Many who watched the festivals online sent their appreciation via email and social media. “My dear beloved SAT-7 team,” wrote a man from Oman on Whatsapp, “All thanks to you for carrying the message of salvation to millions especially to those for whom TV becomes the only way they can watch it. For 15 years now, I have been a big fan and a regular viewer of SAT-7. It’s hard to put into words how I have been interacting for three hours via TV with the last meeting at ‘One Thing’.”

Dr Andrea ZakiSpecial thanks to SAT-7, the station that the Lord uses for His service and glory,” said Dr Andrea Zaki (pictured), President of the Evangelical Churches in Egypt, at “Show Me Your Glory II”. “I thank the founder, the director in Egypt and its crew members for the service that it provides across the Arab world. It is a station that serves the Middle East.”

Addressing the conference, Dr Zaki said Egyptians are tired in the face of multiple challenges. “The circumstances are difficult. We prayed for the economy. People are in pain and feel dire circumstances. There’s terrorism around us and our churches and our country have lost many martyrs. There’s confusion and loss of truth… conflicts between generations… We all have questions, wondering where we are heading.”
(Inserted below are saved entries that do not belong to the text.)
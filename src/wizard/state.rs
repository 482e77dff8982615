//! Wizard state machine — the session record and its pure transition function.

use serde::{Deserialize, Serialize};

use super::model::{StoryElements, StoryField};
use super::prompts::story_prompt;

/// The steps of the wizard.
///
/// Progresses linearly: CollectCharacter → CollectLocation → CollectTheme →
/// CollectChallenges → CollectActivities → Generating → Display. Display
/// returns to CollectCharacter only through a reset.
#[derive(Debug, Clone, Copy, PartialEq, Eq, Serialize, Deserialize)]
#[serde(rename_all = "snake_case")]
pub enum WizardStep {
    CollectCharacter,
    CollectLocation,
    CollectTheme,
    CollectChallenges,
    CollectActivities,
    Generating,
    Display,
}

impl WizardStep {
    /// 1-based step number.
    pub fn number(&self) -> u8 {
        match self {
            Self::CollectCharacter => 1,
            Self::CollectLocation => 2,
            Self::CollectTheme => 3,
            Self::CollectChallenges => 4,
            Self::CollectActivities => 5,
            Self::Generating => 6,
            Self::Display => 7,
        }
    }

    pub fn from_number(n: u8) -> Option<WizardStep> {
        use WizardStep::*;
        match n {
            1 => Some(CollectCharacter),
            2 => Some(CollectLocation),
            3 => Some(CollectTheme),
            4 => Some(CollectChallenges),
            5 => Some(CollectActivities),
            6 => Some(Generating),
            7 => Some(Display),
            _ => None,
        }
    }

    /// The field this step collects, if it is a collection step.
    pub fn field(&self) -> Option<StoryField> {
        match self {
            Self::CollectCharacter => Some(StoryField::MainCharacter),
            Self::CollectLocation => Some(StoryField::Location),
            Self::CollectTheme => Some(StoryField::Theme),
            Self::CollectChallenges => Some(StoryField::Challenges),
            Self::CollectActivities => Some(StoryField::Activities),
            Self::Generating | Self::Display => None,
        }
    }

    /// Check if a transition from `self` to `target` is valid.
    pub fn can_transition_to(&self, target: WizardStep) -> bool {
        use WizardStep::*;
        matches!(
            (self, target),
            (CollectCharacter, CollectLocation)
                | (CollectLocation, CollectTheme)
                | (CollectTheme, CollectChallenges)
                | (CollectChallenges, CollectActivities)
                | (CollectActivities, Generating)
                | (Generating, Display)
                | (Display, CollectCharacter)
        )
    }

    /// The next step in the forward progression. Display has none.
    pub fn next(&self) -> Option<WizardStep> {
        match self {
            Self::Display => None,
            other => Self::from_number(other.number() + 1),
        }
    }
}

impl Default for WizardStep {
    fn default() -> Self {
        Self::CollectCharacter
    }
}

impl std::fmt::Display for WizardStep {
    fn fmt(&self, f: &mut std::fmt::Formatter<'_>) -> std::fmt::Result {
        let s = match self {
            Self::CollectCharacter => "collect_character",
            Self::CollectLocation => "collect_location",
            Self::CollectTheme => "collect_theme",
            Self::CollectChallenges => "collect_challenges",
            Self::CollectActivities => "collect_activities",
            Self::Generating => "generating",
            Self::Display => "display",
        };
        write!(f, "{s}")
    }
}

/// Progress of the generation call for the current arrival at `Generating`.
#[derive(Debug, Clone, PartialEq, Eq, Default, Serialize, Deserialize)]
#[serde(tag = "status", rename_all = "snake_case")]
pub enum GenerationStatus {
    /// Not at the generating step.
    #[default]
    Idle,
    /// Arrived; the call has not been claimed yet.
    Pending,
    /// The call for this arrival is outstanding.
    InFlight,
    /// The call for this arrival failed; waiting for a retry.
    Failed { message: String },
}

/// Per-session wizard state.
#[derive(Debug, Clone, PartialEq, Eq, Default, Serialize, Deserialize)]
pub struct SessionState {
    pub step: WizardStep,
    #[serde(default, skip_serializing_if = "Option::is_none")]
    pub main_character: Option<String>,
    #[serde(default, skip_serializing_if = "Option::is_none")]
    pub location: Option<String>,
    #[serde(default, skip_serializing_if = "Option::is_none")]
    pub theme: Option<String>,
    #[serde(default, skip_serializing_if = "Option::is_none")]
    pub challenges: Option<String>,
    #[serde(default, skip_serializing_if = "Option::is_none")]
    pub activities: Option<String>,
    #[serde(default, skip_serializing_if = "Option::is_none")]
    pub story: Option<String>,
    #[serde(default)]
    pub generation: GenerationStatus,
    /// Arrivals into `Generating`, retries included.
    #[serde(default)]
    pub arrivals: u32,
}

impl SessionState {
    pub fn new() -> Self {
        Self::default()
    }

    pub fn field(&self, field: StoryField) -> Option<&str> {
        let value = match field {
            StoryField::MainCharacter => &self.main_character,
            StoryField::Location => &self.location,
            StoryField::Theme => &self.theme,
            StoryField::Challenges => &self.challenges,
            StoryField::Activities => &self.activities,
        };
        value.as_deref()
    }

    fn field_mut(&mut self, field: StoryField) -> &mut Option<String> {
        match field {
            StoryField::MainCharacter => &mut self.main_character,
            StoryField::Location => &mut self.location,
            StoryField::Theme => &mut self.theme,
            StoryField::Challenges => &mut self.challenges,
            StoryField::Activities => &mut self.activities,
        }
    }

    /// All five fields, if every one has been collected.
    pub fn elements(&self) -> Option<StoryElements> {
        Some(StoryElements {
            main_character: self.main_character.clone()?,
            location: self.location.clone()?,
            theme: self.theme.clone()?,
            challenges: self.challenges.clone()?,
            activities: self.activities.clone()?,
        })
    }

    /// Whether a generation call is outstanding for this session.
    pub fn is_generating(&self) -> bool {
        self.generation == GenerationStatus::InFlight
    }

    /// The failure message from the last generation attempt, if any.
    pub fn generation_error(&self) -> Option<&str> {
        match &self.generation {
            GenerationStatus::Failed { message } => Some(message),
            _ => None,
        }
    }

    fn advance(&mut self) {
        if let Some(next) = self.step.next() {
            debug_assert!(self.step.can_transition_to(next));
            self.step = next;
        }
        if self.step == WizardStep::Generating {
            self.arrive_at_generation();
        }
    }

    fn arrive_at_generation(&mut self) {
        self.generation = GenerationStatus::Pending;
        self.arrivals += 1;
    }
}

/// An input to the state machine.
#[derive(Debug, Clone, PartialEq, Eq, Serialize, Deserialize)]
#[serde(tag = "type", rename_all = "snake_case")]
pub enum WizardEvent {
    /// Confirm the candidate value for the current collection step.
    Submit { value: String },
    /// Claim the pending generation call for this arrival.
    BeginGeneration,
    GenerationSucceeded { arrival: u32, story: String },
    GenerationFailed { arrival: u32, message: String },
    /// Re-trigger generation after a failure.
    Retry,
    /// Start over ("create another story").
    Reset,
}

/// Side effect the caller must perform after a transition.
#[derive(Debug, Clone, PartialEq, Eq)]
pub enum Effect {
    /// Call the generation collaborator with `prompt`, then report back
    /// with `GenerationSucceeded`/`GenerationFailed` carrying `arrival`.
    Generate { arrival: u32, prompt: String },
}

/// Result of applying one event.
#[derive(Debug, Clone, PartialEq, Eq)]
pub struct Transition {
    pub state: SessionState,
    pub effect: Option<Effect>,
    /// False when the event was a no-op.
    pub changed: bool,
}

impl Transition {
    fn unchanged(state: SessionState) -> Self {
        Self {
            state,
            effect: None,
            changed: false,
        }
    }

    fn changed(state: SessionState) -> Self {
        Self {
            state,
            effect: None,
            changed: true,
        }
    }
}

/// Apply `event` to `state`.
///
/// Events that do not apply to the current step are silent no-ops; that
/// includes empty or whitespace-only submissions.
pub fn transition(mut state: SessionState, event: WizardEvent) -> Transition {
    match event {
        WizardEvent::Submit { value } => {
            let Some(field) = state.step.field() else {
                return Transition::unchanged(state);
            };
            if value.trim().is_empty() {
                return Transition::unchanged(state);
            }
            *state.field_mut(field) = Some(value);
            state.advance();
            Transition::changed(state)
        }

        WizardEvent::BeginGeneration => {
            if state.step != WizardStep::Generating || state.generation != GenerationStatus::Pending
            {
                return Transition::unchanged(state);
            }
            match state.elements() {
                Some(elements) => {
                    state.generation = GenerationStatus::InFlight;
                    let effect = Effect::Generate {
                        arrival: state.arrivals,
                        prompt: story_prompt(&elements),
                    };
                    Transition {
                        state,
                        effect: Some(effect),
                        changed: true,
                    }
                }
                None => {
                    state.generation = GenerationStatus::Failed {
                        message: "Story details are incomplete.".to_string(),
                    };
                    Transition::changed(state)
                }
            }
        }

        WizardEvent::GenerationSucceeded { arrival, story } => {
            if !awaiting_result(&state, arrival) {
                return Transition::unchanged(state);
            }
            if story.trim().is_empty() {
                state.generation = GenerationStatus::Failed {
                    message: "Failed to generate story. Please try again.".to_string(),
                };
            } else {
                state.story = Some(story);
                state.generation = GenerationStatus::Idle;
                state.advance();
            }
            Transition::changed(state)
        }

        WizardEvent::GenerationFailed { arrival, message } => {
            if !awaiting_result(&state, arrival) {
                return Transition::unchanged(state);
            }
            state.generation = GenerationStatus::Failed { message };
            Transition::changed(state)
        }

        WizardEvent::Retry => {
            if state.step != WizardStep::Generating
                || !matches!(state.generation, GenerationStatus::Failed { .. })
            {
                return Transition::unchanged(state);
            }
            state.arrive_at_generation();
            Transition::changed(state)
        }

        WizardEvent::Reset => {
            if state.step != WizardStep::Display {
                return Transition::unchanged(state);
            }
            Transition::changed(SessionState::default())
        }
    }
}

fn awaiting_result(state: &SessionState, arrival: u32) -> bool {
    state.step == WizardStep::Generating
        && state.generation == GenerationStatus::InFlight
        && state.arrivals == arrival
}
He drew parallels between the experience of Egyptians and that of the disciples in the gospel accounts of Jesus calming the storm. We should not think that Jesus “is sleeping and doesn’t respond to our current storms,” he said. Urging delegates to approach the challenges as Jesus would, neither looking to blame others nor to abuse their own power, he said that too often we look for solutions outside when only God has the power to calm the storm: “The solution was inside the boat. When they woke Jesus up, their problem was solved.”